Give every entry again, word for word and in full.

MATERIAL PROVIDED START

//! Restodocks Domain Concerns

pub mod establishments;
pub mod promo_codes;
//! Promo Codes Data

use jiff::Timestamp;

use crate::domain::{
    establishments::records::EstablishmentUuid,
    promo_codes::{errors::PromoCodesServiceError, records::PromoCodeRecord},
};

/// Validated payload for a new promo code.
#[derive(Debug, Clone, PartialEq, Eq)]
pub struct NewPromoCode {
    code: String,
    note: Option<String>,
    starts_at: Option<Timestamp>,
    expires_at: Option<Timestamp>,
}

impl NewPromoCode {
    /// Trims `code` and drops a blank note. Casing is left to the caller.
    ///
    /// # Errors
    ///
    /// Returns [`PromoCodesServiceError::InvalidCode`] when `code` is blank.
    pub fn new(
        code: &str,
        note: Option<String>,
        starts_at: Option<Timestamp>,
        expires_at: Option<Timestamp>,
    ) -> Result<Self, PromoCodesServiceError> {
        let code = code.trim();

        if code.is_empty() {
            return Err(PromoCodesServiceError::InvalidCode);
        }

        Ok(Self {
            code: code.to_owned(),
            note: note.filter(|note| !note.trim().is_empty()),
            starts_at,
            expires_at,
        })
    }

    #[must_use]
    pub fn code(&self) -> &str {
        &self.code
    }

    #[must_use]
    pub fn note(&self) -> Option<&str> {
        self.note.as_deref()
    }

    #[must_use]
    pub const fn starts_at(&self) -> Option<Timestamp> {
        self.starts_at
    }

    #[must_use]
    pub const fn expires_at(&self) -> Option<Timestamp> {
        self.expires_at
    }
}

/// Sparse update. `None` leaves a column alone; `Some(None)` clears it.
#[derive(Debug, Clone, Default, PartialEq, Eq)]
pub struct PromoCodePatch {
    pub code: Option<String>,
    pub note: Option<Option<String>>,
    pub starts_at: Option<Option<Timestamp>>,
    pub expires_at: Option<Option<Timestamp>>,
    pub is_used: Option<bool>,
    pub used_at: Option<Option<Timestamp>>,
    pub used_by_establishment_uuid: Option<Option<EstablishmentUuid>>,
}

impl PromoCodePatch {
    #[must_use]
    pub fn is_empty(&self) -> bool {
        *self == Self::default()
    }

    /// Flip usage. Marking used stamps `now` and keeps the existing establishment
    /// unless one is supplied; marking unused clears both.
    #[must_use]
    pub fn toggle_used(
        record: &PromoCodeRecord,
        establishment: Option<EstablishmentUuid>,
        now: Timestamp,
    ) -> Self {
        if record.is_used {
            return Self {
                is_used: Some(false),
                used_at: Some(None),
                used_by_establishment_uuid: Some(None),
                ..Self::default()
            };
        }

        Self {
            is_used: Some(true),
            used_at: Some(Some(now)),
            used_by_establishment_uuid: establishment.map(Some),
            ..Self::default()
        }
    }

    #[must_use]
    pub fn starts_at(starts_at: Option<Timestamp>) -> Self {
        Self {
            starts_at: Some(starts_at),
            ..Self::default()
        }
    }

    #[must_use]
    pub fn expires_at(expires_at: Option<Timestamp>) -> Self {
        Self {
            expires_at: Some(expires_at),
            ..Self::default()
        }
    }
}
//! Promo Code Index Handler

use std::sync::Arc;

use jiff::Timestamp;
use salvo::{oapi::extract::QueryParam, prelude::*};

use crate::{
    auth::session::require_session,
    errors::ApiError,
    extensions::*,
    promo_codes::{
        errors::into_api_error, requests::listing_filter, responses::PromoCodeResponse,
    },
    state::State,
};

/// List Promo Codes
///
/// Newest first, each with the name of the establishment that used it and its
/// current status. `status` is one of `all`, `free`, `used`, `expired`,
/// `not_started`; `q` searches codes and notes.
#[endpoint(tags("promo"), summary = "List Promo Codes")]
pub(crate) async fn handler(
    status: QueryParam<String, false>,
    q: QueryParam<String, false>,
    req: &mut Request,
    depot: &mut Depot,
) -> Result<Json<Vec<PromoCodeResponse>>, ApiError> {
    let state = depot.obtain_or_500::<Arc<State>>()?;

    require_session(req, state)?;

    let filter = listing_filter(status.into_inner(), q.into_inner())?;
    let now = Timestamp::now();

    let promo_codes = state
        .app
        .promo_codes
        .list_promo_codes(filter, now)
        .await
        .map_err(into_api_error)?;

    Ok(Json(
        promo_codes
            .into_iter()
            .map(|promo| PromoCodeResponse::from_record(promo, now))
            .collect(),
    ))
}
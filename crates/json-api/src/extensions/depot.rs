//! Depot helper extensions.

use std::any::Any;

use salvo::prelude::Depot;
use tracing::error;

use crate::errors::ApiError;

/// Helpers for mapping depot extraction failures to HTTP errors.
pub(crate) trait DepotExt {
    fn obtain_or_500<T: Any + Send + Sync>(&self) -> Result<&T, ApiError>;
}

impl DepotExt for Depot {
    fn obtain_or_500<T: Any + Send + Sync>(&self) -> Result<&T, ApiError> {
        self.obtain::<T>().map_err(|_ignored| {
            error!("{} missing from depot", std::any::type_name::<T>());

            ApiError::internal("Internal Server Error")
        })
    }
}
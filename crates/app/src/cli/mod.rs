use clap::{Args, Parser, Subcommand};
use restodocks_app::database::{self, Db};

mod db;
mod establishments;
mod promo;

#[derive(Debug, Parser)]
#[command(name = "restodocks-app", about = "Restodocks admin CLI", long_about = None)]
pub(crate) struct Cli {
    #[command(subcommand)]
    command: Commands,
}

#[derive(Debug, Subcommand)]
enum Commands {
    Db(db::DbCommand),
    Establishments(establishments::EstablishmentsCommand),
    Promo(promo::PromoCommand),
}

impl Cli {
    pub(crate) async fn run(self) -> Result<(), String> {
        match self.command {
            Commands::Db(command) => db::run(command).await,
            Commands::Establishments(command) => establishments::run(command).await,
            Commands::Promo(command) => promo::run(command).await,
        }
    }
}

#[derive(Debug, Args)]
pub(crate) struct DatabaseArgs {
    /// PostgreSQL connection string
    #[arg(long, env = "DATABASE_URL", hide_env_values = true)]
    database_url: String,
}

impl DatabaseArgs {
    pub(crate) async fn connect(&self) -> Result<Db, String> {
        database::connect(&self.database_url)
            .await
            .map(Db::new)
            .map_err(|error| format!("failed to connect to database: {error}"))
    }
}

pub(crate) fn display_or<T: ToString>(value: Option<T>, fallback: &str) -> String {
    value.map_or_else(|| fallback.to_string(), |value| value.to_string())
}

MATERIAL PROVIDED END

* WRITTEN ANSWER
//! Restodocks Domain Concerns

pub mod establishments;
pub mod promo_codes;
//! Promo Codes Data

use jiff::Timestamp;

use crate::domain::{
    establishments::records::EstablishmentUuid,
    promo_codes::{errors::PromoCodesServiceError, records::PromoCodeRecord},
};

/// Validated payload for a new promo code.
#[derive(Debug, Clone, PartialEq, Eq)]
pub struct NewPromoCode {
    code: String,
    note: Option<String>,
    starts_at: Option<Timestamp>,
    expires_at: Option<Timestamp>,
}

impl NewPromoCode {
    /// Trims `code` and drops a blank note. Casing is left to the caller.
    ///
    /// # Errors
    ///
    /// Returns [`PromoCodesServiceError::InvalidCode`] when `code` is blank.
    pub fn new(
        code: &str,
        note: Option<String>,
        starts_at: Option<Timestamp>,
        expires_at: Option<Timestamp>,
    ) -> Result<Self, PromoCodesServiceError> {
        let code = code.trim();

        if code.is_empty() {
            return Err(PromoCodesServiceError::InvalidCode);
        }

        Ok(Self {
            code: code.to_owned(),
            note: note.filter(|note| !note.trim().is_empty()),
            starts_at,
            expires_at,
        })
    }

    #[must_use]
    pub fn code(&self) -> &str {
        &self.code
    }

    #[must_use]
    pub fn note(&self) -> Option<&str> {
        self.note.as_deref()
    }

    #[must_use]
    pub const fn starts_at(&self) -> Option<Timestamp> {
        self.starts_at
    }

    #[must_use]
    pub const fn expires_at(&self) -> Option<Timestamp> {
        self.expires_at
    }
}

/// Sparse update. `None` leaves a column alone; `Some(None)` clears it.
#[derive(Debug, Clone, Default, PartialEq, Eq)]
pub struct PromoCodePatch {
    pub code: Option<String>,
    pub note: Option<Option<String>>,
    pub starts_at: Option<Option<Timestamp>>,
    pub expires_at: Option<Option<Timestamp>>,
    pub is_used: Option<bool>,
    pub used_at: Option<Option<Timestamp>>,
    pub used_by_establishment_uuid: Option<Option<EstablishmentUuid>>,
}

impl PromoCodePatch {
    #[must_use]
    pub fn is_empty(&self) -> bool {
        *self == Self::default()
    }

    /// Flip usage. Marking used stamps `now` and keeps the existing establishment
    /// unless one is supplied; marking unused clears both.
    #[must_use]
    pub fn toggle_used(
        record: &PromoCodeRecord,
        establishment: Option<EstablishmentUuid>,
        now: Timestamp,
    ) -> Self {
        if record.is_used {
            return Self {
                is_used: Some(false),
                used_at: Some(None),
                used_by_establishment_uuid: Some(None),
                ..Self::default()
            };
        }

        Self {
            is_used: Some(true),
            used_at: Some(Some(now)),
            used_by_establishment_uuid: establishment.map(Some),
            ..Self::default()
        }
    }

    #[must_use]
    pub fn starts_at(starts_at: Option<Timestamp>) -> Self {
        Self {
            starts_at: Some(starts_at),
            ..Self::default()
        }
    }

    #[must_use]
    pub fn expires_at(expires_at: Option<Timestamp>) -> Self {
        Self {
            expires_at: Some(expires_at),
            ..Self::default()
        }
    }
}
//! Promo Code Index Handler

use std::sync::Arc;

use jiff::Timestamp;
use salvo::{oapi::extract::QueryParam, prelude::*};

use crate::{
    auth::session::require_session,
    errors::ApiError,
    extensions::*,
    promo_codes::{
        errors::into_api_error, requests::listing_filter, responses::PromoCodeResponse,
    },
    state::State,
};

/// List Promo Codes
///
/// Newest first, each with the name of the establishment that used it and its
/// current status. `status` is one of `all`, `free`, `used`, `expired`,
/// `not_started`; `q` searches codes and notes.
#[endpoint(tags("promo"), summary = "List Promo Codes")]
pub(crate) async fn handler(
    status: QueryParam<String, false>,
    q: QueryParam<String, false>,
    req: &mut Request,
    depot: &mut Depot,
) -> Result<Json<Vec<PromoCodeResponse>>, ApiError> {
    let state = depot.obtain_or_500::<Arc<State>>()?;

    require_session(req, state)?;

    let filter = listing_filter(status.into_inner(), q.into_inner())?;
    let now = Timestamp::now();

    let promo_codes = state
        .app
        .promo_codes
        .list_promo_codes(filter, now)
        .await
        .map_err(into_api_error)?;

    Ok(Json(
        promo_codes
            .into_iter()
            .map(|promo| PromoCodeResponse::from_record(promo, now))
            .collect(),
    ))
}
filename crates/json-api/src/extensions/depot.rs
//! Depot helper extensions.

use std::any::Any;

use salvo::prelude::Depot;
use tracing::error;

use crate::errors::ApiError;

/// Helpers for mapping depot extraction failures to HTTP errors.
pub(crate) trait DepotExt {
    fn obtain_or_500<T: Any + Send + Sync>(&self) -> Result<&T, ApiError>;
}

impl DepotExt for Depot {
    fn obtain_or_500<T: Any + Send + Sync>(&self) -> Result<&T, ApiError> {
        self.obtain::<T>().map_err(|_ignored| {
            error!("{} missing from depot", std::any::type_name::<T>());

            ApiError::internal("Internal Server Error")
        })
    }
}
filename crates/app/src/cli/mod.rs
use clap::{Args, Parser, Subcommand};
use restodocks_app::database::{self, Db};

mod db;
mod establishments;
mod promo;

#[derive(Debug, Parser)]
#[command(name = "restodocks-app", about = "Restodocks admin CLI", long_about = None)]
pub(crate) struct Cli {
    #[command(subcommand)]
    command: Commands,
}

#[derive(Debug, Subcommand)]
enum Commands {
    Db(db::DbCommand),
    Establishments(establishments::EstablishmentsCommand),
    Promo(promo::PromoCommand),
}

impl Cli {
    pub(crate) async fn run(self) -> Result<(), String> {
        match self.command {
            Commands::Db(command) => db::run(command).await,
            Commands::Establishments(command) => establishments::run(command).await,
            Commands::Promo(command) => promo::run(command).await,
        }
    }
}

#[derive(Debug, Args)]
pub(crate) struct DatabaseArgs {
    /// PostgreSQL connection string
    #[arg(long, env = "DATABASE_URL", hide_env_values = true)]
    database_url: String,
}

impl DatabaseArgs {
    pub(crate) async fn connect(&self) -> Result<Db, String> {
        database::connect(&self.database_url)
            .await
            .map(Db::new)
            .map_err(|error| format!("failed to connect to database: {error}"))
    }
}

pub(crate) fn display_or<T: ToString>(value: Option<T>, fallback: &str) -> String {
    value.map_or_else(|| fallback.to_string(), |value| value.to_string())
}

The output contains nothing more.